Water and Indian economy
The Indian economy and society face daunting challenges in the water sector. The demands of a rapidly industrialising economy and urbanising society come at a time when the potential for augmenting supply is limited, water tables are falling and water quality issues have increasingly come to the fore. As we drill deeper for water, our groundwater gets contaminated with fluoride and arsenic. Both our rivers and our groundwater are polluted by untreated effluents and sewage continuing to be dumped into them. Climate change poses fresh challenges with its impacts on the hydrologic cycle. More extreme rates of precipitation and evapo-transpiration will exacerbate impacts of floods and droughts. It is no wonder then that conflicts across competing uses and users of water are growing by the day. Meanwhile, water use efficiency in agriculture, which consumes around 80 per cent of our water resources, is only around 38 per cent, which compares poorly with 45 per cent in Malaysia and Morocco and 50–60 per cent in Israel, Japan, China and Taiwan.
Demand and Supply of Water in India
Estimates of the annual flow of water available for human use after allowing for evapo-transpiration and minimum required ecological flow vary considerably. The water budget based on Ministry of Water Resources estimates shows utilisable water of 1,123 billion cubic metres (BCM) against current water demand of 710 BCM, suggesting more than adequate availability at the aggregate level given current requirements. The Standing Subcommittee of the Ministry of Water Resources estimates total water demand rising to 1,093 BCM in 2025, which reaffirms a comfortable scenario at the aggregate level even in 2025.However, more recent calculations, based on more realistic estimates of the amount of water lost to the atmosphere by evapo-transpiration, are less reassuring. Since the amount of water available is more or less constant, rising demands due to increasing population and economic growth will strain the demand–supply balance. The 2030 Water Resources Group (2009) estimates that if the current pattern of demand continues, about half of the demand for water will be unmet by 2030.
We must also recognise that water balances for the country as a whole are of limited value since they hide the existence of areas of acute water shortage, to say nothing of problems of quality. What is required is a much more disaggregated picture, accurately reflecting the challenge faced by each region. The exact level at which regions need to be defined would depend on the purposes of the exercise, as also unifying features of the region, such as basin and aquifer boundaries.
Need for a Paradigm Shift
These challenges can only be met through a paradigm shift in the management of water resources in India. This shift comprises the following elements:
• A move away from a narrowly engineering construction-centric approach to a more multidisciplinary, participatory management approach to our major and medium irrigation projects, with central emphasis on command area development and a sustained effort at improving water use efficiency.

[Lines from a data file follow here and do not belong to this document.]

//! Cache replacement policies.
//!
//! - `Lru`: Least Recently Used.
//! - `Srrip`: Static Re-Reference Interval Prediction.
//! - `Coalesce`: hashed-perceptron reuse prediction biased by coherence cost.

pub mod lru;
pub mod srrip;
mod coalesce;

pub use lru::*;
pub use srrip::*;
pub use coalesce::*;

use crate::cache::*;
use crate::feature::FeatureTuple;

/// Decision made for an incoming line after a miss.
#[derive(Clone, Copy, Debug, PartialEq, Eq)]
pub enum Admission {
    /// Allocate a way for the line
    Insert,

    /// Do not allocate; the set is left untouched
    Bypass,
}

/// Interface to a replacement policy.
///
/// A policy only sees (set, way) coordinates and line metadata. Any
/// recency or priority state it needs is kept by the policy itself.
pub trait ReplacementPolicy {
    fn name(&self) -> &'static str;

    /// Called when an access misses, before a victim is chosen.
    fn on_miss(&mut self, _set_idx: usize, _tag: u64, _features: &FeatureTuple)
        -> Admission
    {
        Admission::Insert
    }

    /// Select the way to overwrite in a set.
    /// An invalid way is always returned before any valid way.
    fn find_victim(&mut self, set_idx: usize, set: &CacheSet,
        incoming: &FeatureTuple) -> usize;

    /// Update policy state after an access hits `way`.
    fn update_on_hit(&mut self, set_idx: usize, way: usize, line: &CacheLine);

    /// Update policy state after a new line was installed in `way`.
    fn update_on_miss(&mut self, set_idx: usize, way: usize);
}
//! Helpers for collecting statistics.

use itertools::*;
use std::collections::*;

/// Container for recording statistics while simulating some policy.
#[derive(Clone, Debug, Default, PartialEq)]
pub struct SimStats {
    /// Per-PC statistics (indexed by program counter value).
    pub data: BTreeMap<u64, PcStats>,

    pub hits: u64,
    pub misses: u64,

    /// Misses that were not inserted into the cache
    pub bypasses: u64,

    /// Hits on lines that would have been expensive to lose (Modified, or
    /// shared by more than one core)
    pub coherence_wins: u64,
}
impl SimStats {
    pub fn new() -> Self { Self::default() }

    /// Return the total number of accesses.
    pub fn accesses(&self) -> u64 {
        self.hits.saturating_add(self.misses).saturating_add(self.bypasses)
    }

    /// Return the global hit rate (zero when nothing was simulated).
    pub fn hit_rate(&self) -> f64 {
        match self.accesses() {
            0 => 0.0,
            n => self.hits as f64 / n as f64,
        }
    }

    pub fn record_hit(&mut self, pc: u64, coherence_win: bool) {
        self.hits = self.hits.saturating_add(1);
        if coherence_win {
            self.coherence_wins = self.coherence_wins.saturating_add(1);
        }
        let data = self.get_mut(pc);
        data.occ = data.occ.saturating_add(1);
        data.hits = data.hits.saturating_add(1);
    }

    pub fn record_miss(&mut self, pc: u64) {
        self.misses = self.misses.saturating_add(1);
        let data = self.get_mut(pc);
        data.occ = data.occ.saturating_add(1);
    }

    pub fn record_bypass(&mut self, pc: u64) {
        self.bypasses = self.bypasses.saturating_add(1);
        let data = self.get_mut(pc);
        data.occ = data.occ.saturating_add(1);
        data.bypasses = data.bypasses.saturating_add(1);
    }

    /// Returns a reference to data collected for a particular PC.
    pub fn get(&self, pc: u64) -> Option<&PcStats> {
        self.data.get(&pc)
    }

    /// Returns a mutable reference to data collected for a particular PC.
    /// Creates a new entry if one doesn't already exist.
    pub fn get_mut(&mut self, pc: u64) -> &mut PcStats {
        self.data.entry(pc).or_default()
    }

    /// Returns the number of unique observed program counters.
    pub fn num_unique_pcs(&self) -> usize { self.data.len() }

    /// Return the `n` most frequently observed PCs.
    pub fn get_common_pcs(&self, n: usize) -> Vec<(u64, &PcStats)> {
        self.data.iter()
            .sorted_by(|x, y| x.1.occ.cmp(&y.1.occ).then(y.0.cmp(x.0)))
            .rev()
            .take(n)
            .map(|(pc, s)| (*pc, s))
            .collect()
    }
}

/// Container for per-PC statistics.
#[derive(Clone, Debug, Default, PartialEq, Eq)]
pub struct PcStats {
    /// Number of accesses from this PC.
    pub occ: u64,

    /// Number of hits for this PC.
    pub hits: u64,

    /// Number of accesses from this PC that were not inserted.
    pub bypasses: u64,
}
impl PcStats {
    /// Return the hit rate for this PC.
    pub fn hit_rate(&self) -> f64 {
        if self.occ == 0 { 0.0 } else { self.hits as f64 / self.occ as f64 }
    }
}
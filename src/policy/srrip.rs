//! Static Re-Reference Interval Prediction (SRRIP) replacement.
//!
//! Every way carries a 2-bit re-reference prediction value (RRPV): 0 means
//! the line is expected to be reused soon, 3 means in the distant future.
//! New lines are inserted with a "long" interval (2) rather than a distant
//! one, so a single hit protects them before the next eviction scan.
//!
//! See "High Performance Cache Replacement Using Re-Reference Interval
//! Prediction (RRIP)" (Jaleel et al., 2010).

use crate::cache::*;
use crate::feature::FeatureTuple;
use crate::policy::ReplacementPolicy;
use crate::predictor::counter::*;

pub const RRPV_MAX: u8 = 3;
pub const RRPV_INSERT: u8 = 2;
pub const RRPV_HIT: u8 = 0;

/// SRRIP policy state.
#[derive(Clone, Debug)]
pub struct SrripPolicy {
    ways: usize,
    rrpv: Vec<SaturatingCounter>,
}
impl SrripPolicy {
    pub fn new(sets: usize, ways: usize) -> Self {
        let ctr = SaturatingCounterConfig { max: RRPV_MAX, default: RRPV_MAX };
        Self {
            ways,
            rrpv: vec![ctr.build(); sets * ways],
        }
    }

    /// Return the RRPV of a way.
    pub fn rrpv(&self, set_idx: usize, way: usize) -> u8 {
        self.rrpv[set_idx * self.ways + way].value()
    }

    /// Find a victim in a full set, returning the way and the number of
    /// aging passes it took.
    ///
    /// Each pass raises every counter by one, so some counter reaches
    /// [RRPV_MAX] after at most [RRPV_MAX] passes.
    pub fn select_victim(&mut self, set_idx: usize) -> (usize, usize) {
        let base = set_idx * self.ways;
        let ctrs = &mut self.rrpv[base..base + self.ways];
        for passes in 0..=RRPV_MAX as usize {
            if let Some(way) = ctrs.iter().position(|c| c.is_saturated()) {
                return (way, passes);
            }
            ctrs.iter_mut().for_each(|c| c.increment());
        }
        unreachable!("no distant line in set {} after aging", set_idx);
    }
}

impl ReplacementPolicy for SrripPolicy {
    fn name(&self) -> &'static str { "SRRIP" }

    fn find_victim(&mut self, set_idx: usize, set: &CacheSet,
        _incoming: &FeatureTuple) -> usize
    {
        if let Some(way) = set.first_invalid() {
            return way;
        }
        self.select_victim(set_idx).0
    }

    fn update_on_hit(&mut self, set_idx: usize, way: usize, _line: &CacheLine) {
        self.rrpv[set_idx * self.ways + way].set(RRPV_HIT);
    }

    fn update_on_miss(&mut self, set_idx: usize, way: usize) {
        self.rrpv[set_idx * self.ways + way].set(RRPV_INSERT);
    }
}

• Since groundwater accounts for nearly two-thirds of India’s irrigation and 80 per cent of domestic water needs, we need a participatory approach to sustainable management of groundwater based on a new programme of aquifer mapping.
• A massive programme for watershed restoration and groundwater recharge must be launched by transforming Mahatma Gandhi National Rural Employment Guarantee Act (MGNREGA) into our largest watershed programme, giving renewed energy to the reformed Integrated Watershed Management Programme launched in the Eleventh Five Year Plan and launching a completely revamped programme on Repair, Renovation and Restoration (RRR) of Water Bodies.
• A new approach to rural drinking water and sanitation.
• All urban water supply projects to necessarily integrate sewage systems within them.
• Definite targets for recycling and reuse of water by Indian industry to move in conformity with international standards.
• Renewed focus on non-structural mechanisms for flood management.
• Vastly improved systems of water-related data collection and management as also transparency in availability of data.
• Adaptation strategies to mitigate the likely impact of climate change to be pursued under the National Water Mission (NWM).
• Perennial rivers with sufficient draft through the year could be the focal point of a renewed thrust to inland waterways transport as an environment friendly economical mode of transport compared to road and rail.
• A new legal and institutional framework for water based on broader consensus among the States.